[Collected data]

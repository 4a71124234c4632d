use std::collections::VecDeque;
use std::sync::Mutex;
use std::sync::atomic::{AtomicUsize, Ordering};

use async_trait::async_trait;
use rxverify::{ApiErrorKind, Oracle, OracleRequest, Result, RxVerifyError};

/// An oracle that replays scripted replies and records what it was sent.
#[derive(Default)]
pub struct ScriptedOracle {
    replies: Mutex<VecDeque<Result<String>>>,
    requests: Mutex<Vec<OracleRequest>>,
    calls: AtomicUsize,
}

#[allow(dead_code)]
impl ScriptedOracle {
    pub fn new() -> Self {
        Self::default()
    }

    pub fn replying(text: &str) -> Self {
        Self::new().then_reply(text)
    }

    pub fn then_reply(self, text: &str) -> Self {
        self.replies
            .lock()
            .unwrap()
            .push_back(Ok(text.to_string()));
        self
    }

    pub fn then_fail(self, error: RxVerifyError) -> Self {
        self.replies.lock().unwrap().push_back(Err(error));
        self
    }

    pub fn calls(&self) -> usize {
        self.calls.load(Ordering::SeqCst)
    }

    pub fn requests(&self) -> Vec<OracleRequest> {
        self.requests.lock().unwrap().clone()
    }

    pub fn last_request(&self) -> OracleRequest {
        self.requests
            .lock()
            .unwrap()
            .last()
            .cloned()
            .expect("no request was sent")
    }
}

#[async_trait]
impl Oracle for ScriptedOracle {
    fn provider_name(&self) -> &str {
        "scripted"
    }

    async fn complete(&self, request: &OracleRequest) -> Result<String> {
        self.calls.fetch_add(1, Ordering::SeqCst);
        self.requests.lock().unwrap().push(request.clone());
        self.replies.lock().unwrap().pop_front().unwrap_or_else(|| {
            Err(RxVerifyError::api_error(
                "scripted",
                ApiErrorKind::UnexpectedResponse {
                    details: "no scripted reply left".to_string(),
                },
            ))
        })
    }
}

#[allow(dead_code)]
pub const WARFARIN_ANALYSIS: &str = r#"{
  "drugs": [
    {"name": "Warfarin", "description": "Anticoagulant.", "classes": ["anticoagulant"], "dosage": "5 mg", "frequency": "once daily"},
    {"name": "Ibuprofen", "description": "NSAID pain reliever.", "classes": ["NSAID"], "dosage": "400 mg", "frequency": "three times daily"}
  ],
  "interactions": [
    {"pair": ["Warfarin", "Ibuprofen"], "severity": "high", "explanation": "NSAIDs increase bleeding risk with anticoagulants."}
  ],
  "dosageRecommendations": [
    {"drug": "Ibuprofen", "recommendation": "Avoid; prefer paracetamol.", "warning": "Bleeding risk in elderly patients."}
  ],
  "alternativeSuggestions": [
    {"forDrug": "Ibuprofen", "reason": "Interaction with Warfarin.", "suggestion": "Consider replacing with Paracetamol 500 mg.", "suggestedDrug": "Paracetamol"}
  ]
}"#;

**ACTION ITEM**.
Every record shown above should be written out again exactly.

**REPLY**.
repository 4a71124234c4632d
use std::collections::VecDeque;
use std::sync::Mutex;
use std::sync::atomic::{AtomicUsize, Ordering};

use async_trait::async_trait;
use rxverify::{ApiErrorKind, Oracle, OracleRequest, Result, RxVerifyError};

/// An oracle that replays scripted replies and records what it was sent.
#[derive(Default)]
pub struct ScriptedOracle {
    replies: Mutex<VecDeque<Result<String>>>,
    requests: Mutex<Vec<OracleRequest>>,
    calls: AtomicUsize,
}

#[allow(dead_code)]
impl ScriptedOracle {
    pub fn new() -> Self {
        Self::default()
    }

    pub fn replying(text: &str) -> Self {
        Self::new().then_reply(text)
    }

    pub fn then_reply(self, text: &str) -> Self {
        self.replies
            .lock()
            .unwrap()
            .push_back(Ok(text.to_string()));
        self
    }

    pub fn then_fail(self, error: RxVerifyError) -> Self {
        self.replies.lock().unwrap().push_back(Err(error));
        self
    }

    pub fn calls(&self) -> usize {
        self.calls.load(Ordering::SeqCst)
    }

    pub fn requests(&self) -> Vec<OracleRequest> {
        self.requests.lock().unwrap().clone()
    }

    pub fn last_request(&self) -> OracleRequest {
        self.requests
            .lock()
            .unwrap()
            .last()
            .cloned()
            .expect("no request was sent")
    }
}

#[async_trait]
impl Oracle for ScriptedOracle {
    fn provider_name(&self) -> &str {
        "scripted"
    }

    async fn complete(&self, request: &OracleRequest) -> Result<String> {
        self.calls.fetch_add(1, Ordering::SeqCst);
        self.requests.lock().unwrap().push(request.clone());
        self.replies.lock().unwrap().pop_front().unwrap_or_else(|| {
            Err(RxVerifyError::api_error(
                "scripted",
                ApiErrorKind::UnexpectedResponse {
                    details: "no scripted reply left".to_string(),
                },
            ))
        })
    }
}

#[allow(dead_code)]
pub const WARFARIN_ANALYSIS: &str = r#"{
  "drugs": [
    {"name": "Warfarin", "description": "Anticoagulant.", "classes": ["anticoagulant"], "dosage": "5 mg", "frequency": "once daily"},
    {"name": "Ibuprofen", "description": "NSAID pain reliever.", "classes": ["NSAID"], "dosage": "400 mg", "frequency": "three times daily"}
  ],
  "interactions": [
    {"pair": ["Warfarin", "Ibuprofen"], "severity": "high", "explanation": "NSAIDs increase bleeding risk with anticoagulants."}
  ],
  "dosageRecommendations": [
    {"drug": "Ibuprofen", "recommendation": "Avoid; prefer paracetamol.", "warning": "Bleeding risk in elderly patients."}
  ],
  "alternativeSuggestions": [
    {"forDrug": "Ibuprofen", "reason": "Interaction with Warfarin.", "suggestion": "Consider replacing with Paracetamol 500 mg.", "suggestedDrug": "Paracetamol"}
  ]
}"#;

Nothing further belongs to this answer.